DATA SUPPLIED:
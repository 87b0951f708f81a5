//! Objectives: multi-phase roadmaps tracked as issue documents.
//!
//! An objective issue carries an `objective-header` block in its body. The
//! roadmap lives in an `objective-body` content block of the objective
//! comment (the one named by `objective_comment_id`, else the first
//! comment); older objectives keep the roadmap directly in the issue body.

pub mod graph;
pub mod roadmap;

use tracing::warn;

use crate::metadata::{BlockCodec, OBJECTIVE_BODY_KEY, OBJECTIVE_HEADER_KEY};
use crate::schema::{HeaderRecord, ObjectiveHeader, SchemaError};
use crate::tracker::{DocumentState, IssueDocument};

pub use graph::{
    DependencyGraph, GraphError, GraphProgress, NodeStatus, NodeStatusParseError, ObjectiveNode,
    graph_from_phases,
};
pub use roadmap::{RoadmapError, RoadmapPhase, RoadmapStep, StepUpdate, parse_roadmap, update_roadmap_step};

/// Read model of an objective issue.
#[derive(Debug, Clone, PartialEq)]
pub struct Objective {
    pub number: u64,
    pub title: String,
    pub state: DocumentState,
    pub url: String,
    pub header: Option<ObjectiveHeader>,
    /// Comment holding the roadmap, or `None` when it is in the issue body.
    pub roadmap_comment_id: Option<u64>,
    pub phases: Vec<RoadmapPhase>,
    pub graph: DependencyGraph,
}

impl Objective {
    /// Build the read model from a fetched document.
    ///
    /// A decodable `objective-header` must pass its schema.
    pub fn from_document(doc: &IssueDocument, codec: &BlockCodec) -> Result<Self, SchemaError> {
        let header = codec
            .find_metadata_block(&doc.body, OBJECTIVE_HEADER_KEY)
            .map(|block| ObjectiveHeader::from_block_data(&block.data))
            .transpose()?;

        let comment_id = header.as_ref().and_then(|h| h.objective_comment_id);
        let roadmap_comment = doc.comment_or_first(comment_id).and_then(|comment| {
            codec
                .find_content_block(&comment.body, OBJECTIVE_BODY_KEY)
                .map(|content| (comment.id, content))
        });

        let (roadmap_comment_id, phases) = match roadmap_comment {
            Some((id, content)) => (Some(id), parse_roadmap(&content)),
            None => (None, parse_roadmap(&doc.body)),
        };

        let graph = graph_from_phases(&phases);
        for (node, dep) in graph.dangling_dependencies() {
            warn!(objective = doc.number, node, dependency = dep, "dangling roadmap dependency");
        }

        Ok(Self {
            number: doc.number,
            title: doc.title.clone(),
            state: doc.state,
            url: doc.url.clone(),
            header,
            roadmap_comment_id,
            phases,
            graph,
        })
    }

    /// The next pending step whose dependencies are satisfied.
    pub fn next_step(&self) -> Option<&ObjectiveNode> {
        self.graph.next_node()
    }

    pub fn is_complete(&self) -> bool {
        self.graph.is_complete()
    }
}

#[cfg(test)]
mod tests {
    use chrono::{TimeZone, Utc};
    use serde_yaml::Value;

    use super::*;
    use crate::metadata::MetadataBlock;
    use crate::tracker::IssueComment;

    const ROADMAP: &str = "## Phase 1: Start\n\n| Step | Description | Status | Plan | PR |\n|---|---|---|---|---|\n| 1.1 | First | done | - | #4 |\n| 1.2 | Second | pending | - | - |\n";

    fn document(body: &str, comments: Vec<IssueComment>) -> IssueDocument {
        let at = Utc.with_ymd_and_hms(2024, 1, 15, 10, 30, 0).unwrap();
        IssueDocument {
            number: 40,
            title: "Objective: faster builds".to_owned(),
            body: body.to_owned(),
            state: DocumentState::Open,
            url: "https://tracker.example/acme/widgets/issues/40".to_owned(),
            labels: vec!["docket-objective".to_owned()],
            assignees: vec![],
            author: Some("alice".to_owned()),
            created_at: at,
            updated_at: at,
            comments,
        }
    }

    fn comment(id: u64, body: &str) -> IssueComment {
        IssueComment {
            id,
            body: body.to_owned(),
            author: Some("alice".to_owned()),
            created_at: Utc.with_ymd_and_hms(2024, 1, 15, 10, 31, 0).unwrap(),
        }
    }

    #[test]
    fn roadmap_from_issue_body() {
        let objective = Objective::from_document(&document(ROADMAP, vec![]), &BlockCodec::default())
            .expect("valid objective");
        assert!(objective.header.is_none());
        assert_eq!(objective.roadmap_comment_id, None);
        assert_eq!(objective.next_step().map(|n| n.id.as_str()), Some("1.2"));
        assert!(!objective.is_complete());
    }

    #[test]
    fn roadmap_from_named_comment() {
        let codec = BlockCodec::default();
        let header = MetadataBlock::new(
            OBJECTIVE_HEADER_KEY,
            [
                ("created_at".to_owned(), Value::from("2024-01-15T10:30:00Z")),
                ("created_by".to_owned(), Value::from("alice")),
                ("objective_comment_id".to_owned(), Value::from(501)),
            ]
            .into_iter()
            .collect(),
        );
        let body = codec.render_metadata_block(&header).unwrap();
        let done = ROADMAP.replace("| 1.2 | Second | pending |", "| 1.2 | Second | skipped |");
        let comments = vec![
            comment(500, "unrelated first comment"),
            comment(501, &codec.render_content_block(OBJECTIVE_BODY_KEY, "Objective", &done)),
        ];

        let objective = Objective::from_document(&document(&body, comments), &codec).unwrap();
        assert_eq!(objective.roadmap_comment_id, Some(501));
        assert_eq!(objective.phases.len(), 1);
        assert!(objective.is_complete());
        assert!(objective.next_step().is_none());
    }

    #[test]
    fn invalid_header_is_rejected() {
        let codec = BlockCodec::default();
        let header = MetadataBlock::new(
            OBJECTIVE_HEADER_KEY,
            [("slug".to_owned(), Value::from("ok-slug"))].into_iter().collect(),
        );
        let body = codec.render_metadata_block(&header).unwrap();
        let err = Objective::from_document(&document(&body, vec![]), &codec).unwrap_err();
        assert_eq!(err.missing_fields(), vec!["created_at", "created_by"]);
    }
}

EXERCISE DETAILS: Scan the records above for the string "crate", then report every line that contains it.

ANSWER TO THIS PROBLEM:
use crate::metadata::{BlockCodec, OBJECTIVE_BODY_KEY, OBJECTIVE_HEADER_KEY};
use crate::schema::{HeaderRecord, ObjectiveHeader, SchemaError};
use crate::tracker::{DocumentState, IssueDocument};
    use crate::metadata::MetadataBlock;
    use crate::tracker::IssueComment;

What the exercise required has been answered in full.